The first thing I did was to wrap every line in a model P element so I can modify certain elements later. On the Find slot, I wrote:
(^.+?$)
And on the Replace slot, I wrote:
<p>\1</p>
Next, I replaced the first P element, which is the name of the episode, with a unique Title element. On the Find slot, I wrote:
\R<p>(.+?)</p>\R<p>Transcript</p>
NOTE: In Find/Replace in Files, \n should be written as \R as recommended by oXygen's text box denoting what \n means. Otherwise it would not work!
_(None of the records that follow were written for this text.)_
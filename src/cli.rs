//! CLI argument parsing for refactor-eval

use std::path::PathBuf;

use clap::Parser;

use crate::config::AnalysisConfig;
use crate::error::Result;

#[derive(Parser, Debug)]
#[command(name = "refactor-eval")]
#[command(version)]
#[command(
    about = "Statistical comparison of SmartRefactor and traditional refactoring",
    long_about = None
)]
pub struct Cli {
    /// Metrics CSV (one row per participant task)
    #[arg(long = "metrics", value_name = "FILE")]
    pub metrics: Option<PathBuf>,

    /// Participant profile CSV
    #[arg(long = "profile", value_name = "FILE")]
    pub profile: Option<PathBuf>,

    /// Directory for tables and charts
    #[arg(short = 'o', long = "output-dir", value_name = "DIR")]
    pub output_dir: Option<PathBuf>,

    /// TOML configuration file (flags override its values)
    #[arg(long = "config", value_name = "FILE")]
    pub config: Option<PathBuf>,

    /// Shapiro-Wilk significance level for choosing the comparison test
    #[arg(long = "alpha", value_name = "P")]
    pub alpha: Option<f64>,

    /// Skip PNG chart rendering
    #[arg(long = "no-charts")]
    pub no_charts: bool,

    /// Also write analysis_report.json
    #[arg(long = "json")]
    pub json: bool,

    /// Enable debug tracing output to stderr
    #[arg(long = "debug")]
    pub debug: bool,
}

impl Cli {
    /// Override `config` with the flags that were given
    pub fn apply_to(&self, config: &mut AnalysisConfig) {
        if let Some(path) = &self.metrics {
            config.metrics_path = path.clone();
        }
        if let Some(path) = &self.profile {
            config.profile_path = path.clone();
        }
        if let Some(dir) = &self.output_dir {
            config.output_dir = dir.clone();
        }
        if let Some(alpha) = self.alpha {
            config.normality_alpha = alpha;
        }
        if self.no_charts {
            config.render_charts = false;
        }
        if self.json {
            config.write_json_report = true;
        }
    }

    /// Defaults, then the `--config` file, then flags
    pub fn resolve_config(&self) -> Result<AnalysisConfig> {
        let mut config = match &self.config {
            Some(path) => AnalysisConfig::from_toml_file(path)?,
            None => AnalysisConfig::default(),
        };
        self.apply_to(&mut config);
        config.validate()?;
        Ok(config)
    }
}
And then, I wrote this on the Replace slot:
<title>\1</title>
Some transcripts contain information about how the respective transcript can also be in Japanese. Here, we are only working on transcripts written in English. I omitted this information by using the Find slot only. There, I wrote:
<p>Transcript \(JP\)</p>
Now, I will replace the P elements with Line elements. On the Find slot, I wrote:
<p>(.+?)</p>
And on the Replace slot, I wrote:
<line>\1</line>
I must extract lines where characters are speaking. On the Find slot, I wrote:
<line>([A-Z|\?\?\?].+?)\:</line>\R<line>(.+?)</line>
And then, on the Replace slot, I wrote:
<line speaker="\1">\2</line>
All other lines are other parts of the game, such as choices the player can make, and where certain paths lead to which situation. I only worked with the Find slot to write this:
<line>.+?</line>\R
Another code I wrote on the Find slot for the "leads to" parts is this:
<line speaker="Leads.+?</line>\R
The next thing I did was to work with special cut-ins of the game. We decided to work on the most iconic cut-ins, where are "Objection!", "Hold it!", and "Take that!" I originally wrote these lines of codes on the Find slot to highlight all three, but I worked with one cut-in at a time:
ORIGINAL FIND SLOT CODES FOR CUT-INS
(Objection!)
(Hold it!)
(Take that!)
After these three codes above, I wrote the same code on the Replace slot below:
<cutIn>\1</cutIn>
One of my teammates, Reece, suggested that I should add more detail to the code denoting the cut-ins. Here is what I wrote on the respective Find and Replace slots now:
NEW FIND SLOT CODES FOR CUT-INS
<cutIn>(Objection!)</cutIn>
<cutIn>(Hold it!)</cutIn>
<cutIn>(Take that!)</cutIn>
NEW REPLACE SLOT CODES FOR CUT-INS
<cutIn type="objection">\1</cutIn>
<cutIn type="holdIt">\1</cutIn>
<cutIn type="takeThat">\1</cutIn>
Lastly, I wrapped the entire transcript into an XML element. On the Find slot, I wrote:
(<title>.+)
And then, I wrote this on the Replace slot:
<xml>\R\1</xml>
The finishing touch was that I wrote a code on Git Bash to convert all TXT files into XML files:
for f in *.txt; do mv $f `basename $f .txt`.xml; done;
Though most of the XML is well-formed, some transcripts are written slightly different, leading to some problems that I later fixed myself. For example, in the transcript to Turnabout Airlines: Part 1, there is a random Image Gallery line after the title, leading to an error where the XML element comes after the Line element when it should not, so I manually fixed it myself by rewriting those respective elements in their correct spots. In another transcript, The Adventure of the Unspeakable Story: Part 2, there is misplaced text inside the attribute for the speaker, so I manually fixed the respective attribute and line altogether, making the transcript well-formed.